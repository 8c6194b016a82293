use serde::{Deserialize, Deserializer, Serialize};
use utoipa::ToSchema;

/// Customer attributes sent to the pricing service.
///
/// Field names on the wire follow the service's feature names. Values are
/// forwarded as entered: a field that could not be coerced holds NaN, which
/// serializes as JSON `null`, and a `null` read back becomes NaN again.
#[derive(Debug, Clone, Copy, PartialEq, Serialize, Deserialize, ToSchema)]
pub struct CustomerInput {
    /// Days since the last purchase
    #[serde(rename = "Recency", deserialize_with = "nan_if_null")]
    pub recency: f64,
    /// Number of purchases
    #[serde(rename = "Frequency", deserialize_with = "nan_if_null")]
    pub frequency: f64,
    /// Total spend
    #[serde(rename = "MonetaryValue", deserialize_with = "nan_if_null")]
    pub monetary_value: f64,
    /// Days since the first purchase
    #[serde(rename = "Tenure", deserialize_with = "nan_if_null")]
    pub tenure: f64,
    /// Mean gap between purchases in days
    #[serde(rename = "AvgDaysBetweenPurchases", deserialize_with = "nan_if_null")]
    pub avg_days_between_purchases: f64,
    /// Customer age in years
    #[serde(rename = "Age", deserialize_with = "nan_if_null")]
    pub age: f64,
    /// Distinct products bought
    #[serde(rename = "UniqueProductsCount", deserialize_with = "nan_if_null")]
    pub unique_products_count: f64,
    /// Unit cost of the product being priced
    #[serde(rename = "product_cost", deserialize_with = "nan_if_null")]
    pub product_cost: f64,
}

fn nan_if_null<'de, D>(deserializer: D) -> Result<f64, D::Error>
where
    D: Deserializer<'de>,
{
    Ok(Option::<f64>::deserialize(deserializer)?.unwrap_or(f64::NAN))
}

/// One input field of the pricing form.
#[derive(Debug, Clone, Copy, PartialEq, Eq, Hash, PartialOrd, Ord)]
pub enum CustomerField {
    Recency,
    Frequency,
    MonetaryValue,
    Tenure,
    AvgDaysBetweenPurchases,
    Age,
    UniqueProductsCount,
    ProductCost,
}

impl CustomerField {
    /// All fields in form order.
    pub const ALL: [CustomerField; 8] = [
        CustomerField::Recency,
        CustomerField::Frequency,
        CustomerField::MonetaryValue,
        CustomerField::Tenure,
        CustomerField::AvgDaysBetweenPurchases,
        CustomerField::Age,
        CustomerField::UniqueProductsCount,
        CustomerField::ProductCost,
    ];

    /// JSON key of the field, also used as the input element id.
    pub fn key(self) -> &'static str {
        match self {
            CustomerField::Recency => "Recency",
            CustomerField::Frequency => "Frequency",
            CustomerField::MonetaryValue => "MonetaryValue",
            CustomerField::Tenure => "Tenure",
            CustomerField::AvgDaysBetweenPurchases => "AvgDaysBetweenPurchases",
            CustomerField::Age => "Age",
            CustomerField::UniqueProductsCount => "UniqueProductsCount",
            CustomerField::ProductCost => "product_cost",
        }
    }

    pub fn label(self) -> &'static str {
        match self {
            CustomerField::Recency => "Recency (days)",
            CustomerField::Frequency => "Frequency",
            CustomerField::MonetaryValue => "Monetary Value ($)",
            CustomerField::Tenure => "Tenure (days)",
            CustomerField::AvgDaysBetweenPurchases => "Avg Days Between Purchases",
            CustomerField::Age => "Age",
            CustomerField::UniqueProductsCount => "Unique Products Count",
            CustomerField::ProductCost => "Product Cost ($)",
        }
    }

    pub fn from_key(key: &str) -> Option<Self> {
        Self::ALL.into_iter().find(|field| field.key() == key)
    }
}

impl CustomerInput {
    /// Build an input by asking for every field in form order.
    pub fn from_fn(mut value_of: impl FnMut(CustomerField) -> f64) -> Self {
        Self {
            recency: value_of(CustomerField::Recency),
            frequency: value_of(CustomerField::Frequency),
            monetary_value: value_of(CustomerField::MonetaryValue),
            tenure: value_of(CustomerField::Tenure),
            avg_days_between_purchases: value_of(CustomerField::AvgDaysBetweenPurchases),
            age: value_of(CustomerField::Age),
            unique_products_count: value_of(CustomerField::UniqueProductsCount),
            product_cost: value_of(CustomerField::ProductCost),
        }
    }

    pub fn get(&self, field: CustomerField) -> f64 {
        match field {
            CustomerField::Recency => self.recency,
            CustomerField::Frequency => self.frequency,
            CustomerField::MonetaryValue => self.monetary_value,
            CustomerField::Tenure => self.tenure,
            CustomerField::AvgDaysBetweenPurchases => self.avg_days_between_purchases,
            CustomerField::Age => self.age,
            CustomerField::UniqueProductsCount => self.unique_products_count,
            CustomerField::ProductCost => self.product_cost,
        }
    }

    /// Sample high-value customer used by the "Load Sample Data" action.
    pub fn sample() -> Self {
        Self {
            recency: 15.0,
            frequency: 12.0,
            monetary_value: 1200.0,
            tenure: 730.0,
            avg_days_between_purchases: 25.0,
            age: 42.0,
            unique_products_count: 5.0,
            product_cost: 50.0,
        }
    }
}

/// Coerce form text into a number with browser `parseFloat` semantics.
///
/// Leading whitespace is skipped and the longest numeric prefix is read, so
/// `"12abc"` is 12. Text without a numeric prefix yields NaN.
pub fn coerce_number(text: &str) -> f64 {
    let trimmed = text.trim_start();
    let (sign, rest) = match trimmed.as_bytes().first() {
        Some(b'-') => (-1.0, &trimmed[1..]),
        Some(b'+') => (1.0, &trimmed[1..]),
        _ => (1.0, trimmed),
    };

    if rest.starts_with("Infinity") {
        return sign * f64::INFINITY;
    }

    let bytes = rest.as_bytes();
    let mut end = 0;
    let mut seen_digit = false;
    let mut seen_dot = false;
    while end < bytes.len() {
        match bytes[end] {
            b'0'..=b'9' => seen_digit = true,
            b'.' if !seen_dot => seen_dot = true,
            _ => break,
        }
        end += 1;
    }
    if !seen_digit {
        return f64::NAN;
    }

    // An exponent only counts when at least one digit follows it.
    if end < bytes.len() && matches!(bytes[end], b'e' | b'E') {
        let mut exp_end = end + 1;
        if exp_end < bytes.len() && matches!(bytes[exp_end], b'+' | b'-') {
            exp_end += 1;
        }
        let digits_start = exp_end;
        while exp_end < bytes.len() && bytes[exp_end].is_ascii_digit() {
            exp_end += 1;
        }
        if exp_end > digits_start {
            end = exp_end;
        }
    }

    rest[..end]
        .parse::<f64>()
        .map(|value| sign * value)
        .unwrap_or(f64::NAN)
}

/// Render a number the way it is written back into a form input.
pub fn format_field_value(value: f64) -> String {
    if value.is_nan() {
        String::new()
    } else {
        value.to_string()
    }
}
######
## [Activity]
Look back at the data above. Transcribe exactly the lines starting at the line that contains "let mut end = 0;" and ending at the line that contains "if end < bytes.len()".

## [Reply]
    let mut end = 0;
    let mut seen_digit = false;
    let mut seen_dot = false;
    while end < bytes.len() {
        match bytes[end] {
            b'0'..=b'9' => seen_digit = true,
            b'.' if !seen_dot => seen_dot = true,
            _ => break,
        }
        end += 1;
    }
    if !seen_digit {
        return f64::NAN;
    }

    // An exponent only counts when at least one digit follows it.
    if end < bytes.len() && matches!(bytes[end], b'e' | b'E') {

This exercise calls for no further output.